Blockchain’s claim to fame is Bitcoin. Although it may be the most popular application, interest in the technology continues to grow as countries such as Switzerland and Hong Kong board.
Blockchain offers many applications in different industries, and its unchanging and decentralized nature, which makes it practically stable, is a great advantage in processing a significant amount of data during national elections. In fact, Zug’s Swiss tax haven is currently working on using a blockchain to register votes. Zug Municipality not only wants to become a blockchain capital; it is also among the first administrations to express interest in introducing blockchain-based voting.
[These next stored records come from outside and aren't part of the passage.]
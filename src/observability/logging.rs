//! Structured logging setup.
//!
//! # Responsibilities
//! - Install the global tracing subscriber once at startup
//! - Honour `RUST_LOG`, falling back to the configured level
//! - Switch between human-readable and JSON output
//!
//! # Design Decisions
//! - Library code only emits `tracing` events; installing a subscriber is the
//!   binary's job
//! - A second initialisation is reported, not fatal

use tracing_subscriber::{layer::SubscriberExt, util::SubscriberInitExt, EnvFilter};

use crate::config::ObservabilityConfig;

/// Filter directives used when `RUST_LOG` is unset.
pub fn default_directives(config: &ObservabilityConfig) -> String {
    let level = config.log_level.to_ascii_lowercase();
    format!("h3_core={level},tower_http={level}")
}

/// Install the global subscriber. Returns `false` if one was already set.
pub fn init_logging(config: &ObservabilityConfig) -> bool {
    let filter = EnvFilter::try_from_default_env()
        .unwrap_or_else(|_| EnvFilter::new(default_directives(config)));

    let registry = tracing_subscriber::registry().with(filter);
    let result = if config.json {
        registry.with(tracing_subscriber::fmt::layer().json()).try_init()
    } else {
        registry.with(tracing_subscriber::fmt::layer()).try_init()
    };

    match result {
        Ok(()) => true,
        Err(e) => {
            tracing::warn!(error = %e, "Tracing subscriber already installed");
            false
        }
    }
}

#[cfg(test)]
mod tests {
    use super::*;

    #[test]
    fn test_default_directives_use_configured_level() {
        let config = ObservabilityConfig {
            log_level: "WARN".to_string(),
            json: false,
        };
        assert_eq!(default_directives(&config), "h3_core=warn,tower_http=warn");
    }
}
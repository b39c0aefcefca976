//! Fast-path splitting of an absolute request URL into path and query.
//!
//! The fast path only answers when slicing the raw string is guaranteed to give
//! the same bytes a full `url::Url` parse would. Anything the parser could
//! rewrite (dot segments, characters it percent-encodes, backslashes, fragments,
//! missing path) makes it return `None`, and callers fall back to the full parse.

/// Byte offsets into the raw URL: `path_start..query_start` is the pathname,
/// `query_start..` the query string including its leading `?` (empty when absent).
#[derive(Debug, Clone, Copy, PartialEq, Eq)]
pub(crate) struct Split {
    pub path_start: usize,
    pub query_start: usize,
}

pub(crate) fn split_fast(raw: &str) -> Option<Split> {
    if raw.bytes().any(|b| b <= b' ' || b >= 0x7f || b == b'#' || b == b'\\') {
        return None;
    }

    let scheme_end = raw.find("://")?;
    let scheme = &raw[..scheme_end];
    if !scheme.eq_ignore_ascii_case("http") && !scheme.eq_ignore_ascii_case("https") {
        return None;
    }

    let authority_start = scheme_end + 3;
    let rest = &raw[authority_start..];
    let offset = rest.find(['/', '?'])?;
    if rest.as_bytes()[offset] != b'/' || offset == 0 {
        return None;
    }

    let path_start = authority_start + offset;
    let query_start = raw[path_start..]
        .find('?')
        .map(|i| path_start + i)
        .unwrap_or(raw.len());

    let path = &raw[path_start..query_start];
    let query = &raw[query_start..];
    if !path_is_stable(path) || !query_is_stable(query) {
        return None;
    }

    Some(Split {
        path_start,
        query_start,
    })
}

fn is_safe(b: u8) -> bool {
    b.is_ascii_alphanumeric() || b"-._~!$&()*+,;=:@".contains(&b)
}

fn has_valid_escapes(s: &str) -> bool {
    let bytes = s.as_bytes();
    let mut i = 0;
    while i < bytes.len() {
        if bytes[i] == b'%' {
            let hex = bytes.get(i + 1..i + 3);
            match hex {
                Some(h) if h.iter().all(u8::is_ascii_hexdigit) => i += 3,
                _ => return false,
            }
        } else {
            i += 1;
        }
    }
    true
}

fn path_is_stable(path: &str) -> bool {
    if !path.bytes().all(|b| is_safe(b) || b == b'/' || b == b'%') || !has_valid_escapes(path) {
        return false;
    }
    !path.split('/').any(is_dot_segment)
}

fn is_dot_segment(segment: &str) -> bool {
    let lowered = segment.to_ascii_lowercase();
    matches!(
        lowered.as_str(),
        "." | ".." | "%2e" | ".%2e" | "%2e." | "%2e%2e"
    )
}

fn query_is_stable(query: &str) -> bool {
    query
        .bytes()
        .all(|b| is_safe(b) || b == b'/' || b == b'?' || b == b'%')
        && has_valid_escapes(query)
}

#[cfg(test)]
mod tests {
    use super::*;
    use url::{Position, Url};

    fn fast(raw: &str) -> Option<(&str, &str)> {
        split_fast(raw).map(|s| (&raw[s.path_start..s.query_start], &raw[s.query_start..]))
    }

    #[test]
    fn test_simple_split() {
        assert_eq!(
            fast("http://example.com/api/v1?x=1&y=2"),
            Some(("/api/v1", "?x=1&y=2"))
        );
        assert_eq!(fast("https://example.com/"), Some(("/", "")));
        assert_eq!(fast("http://example.com:8080/a?"), Some(("/a", "?")));
    }

    #[test]
    fn test_falls_back() {
        assert_eq!(fast("/relative?x=1"), None);
        assert_eq!(fast("http://example.com"), None);
        assert_eq!(fast("http://example.com?x=1"), None);
        assert_eq!(fast("http://example.com/a/../b"), None);
        assert_eq!(fast("http://example.com/a/%2E/b"), None);
        assert_eq!(fast("http://example.com/a b"), None);
        assert_eq!(fast("http://example.com/a#frag"), None);
        assert_eq!(fast("http://example.com/a\\b"), None);
        assert_eq!(fast("http://example.com/a?q='x'"), None);
        assert_eq!(fast("http://example.com/%zz"), None);
        assert_eq!(fast("ftp://example.com/file"), None);
        assert_eq!(fast("http://example.com/caf\u{e9}"), None);
    }

    #[test]
    fn test_fast_path_agrees_with_full_parse() {
        let samples = [
            "http://example.com/",
            "http://example.com/api/users/42",
            "http://example.com/api/users/42?expand=true&tags=a&tags=b",
            "https://user:pw@example.com:8443/a//b?",
            "http://EXAMPLE.com/Mixed/Case?Q=V",
            "http://example.com/encoded%20space?q=%2F",
            "http://example.com/a/b/?x=1?y=2",
            "http://example.com/items;v=1/@me?a=$b&c=(d)",
            "http://example.com/...",
            "http://example.com/.hidden/file.txt",
            "HTTP://example.com/upper-scheme?z",
            "http://127.0.0.1:3000/sse?token=abc~123",
        ];

        for raw in samples {
            let split = split_fast(raw).unwrap_or_else(|| panic!("fast path expected for {raw}"));
            let parsed = Url::parse(raw).unwrap();
            assert_eq!(
                &raw[split.path_start..split.query_start],
                parsed.path(),
                "pathname mismatch for {raw}"
            );
            assert_eq!(
                &raw[split.query_start..],
                &parsed[Position::AfterPath..Position::AfterQuery],
                "query mismatch for {raw}"
            );
        }
    }
}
The municipality completed its first process, which involved people voting via their smartphones and the city’s new electronic identity system. The trial ended on June 25 last year.
“The premiere was a success,” Zug’s communications chief Dieter Müller told Fortune to the Swiss agency. There were not so many participants, but those who participated found the whole process easy. The technical analysis of the process will come after that, as this is the most common problem in electronic voting. The Holy Grail of electronic voting will be a system that allows auditing, but will still preserve people’s anonymity. Some believe that the blockchain may be just the right answer.
Hong Kong wants to be an international blockchain center
The Hong Kong Securities and Futures Commission (SFC) said in its annual report that it intends to closely monitor cryptocurrencies and initial coin offerings (ICOs). The security guard also noted that the new technology carries risks, so they plan to intervene if necessary. Although the SFC has taken steps to create more defined policies against ICOs and local cryptographies – warning people of possible risks – Hong Kong has also continued to develop financial, cross-border blockchain-based initiatives. In fact, the region is constantly gaining a reputation as an international blockchain center.
As an autonomous territory of China, Hong Kong operates a separate political system that extends to the local economy. This means that the city does not approach crypto in the same way as China. Several crypto-related businesses have moved to the region following the crackdown in China. At about the same time in September 2017, Hong Kong expressed support for the blockchain. It has a relatively more technology-friendly stance than China.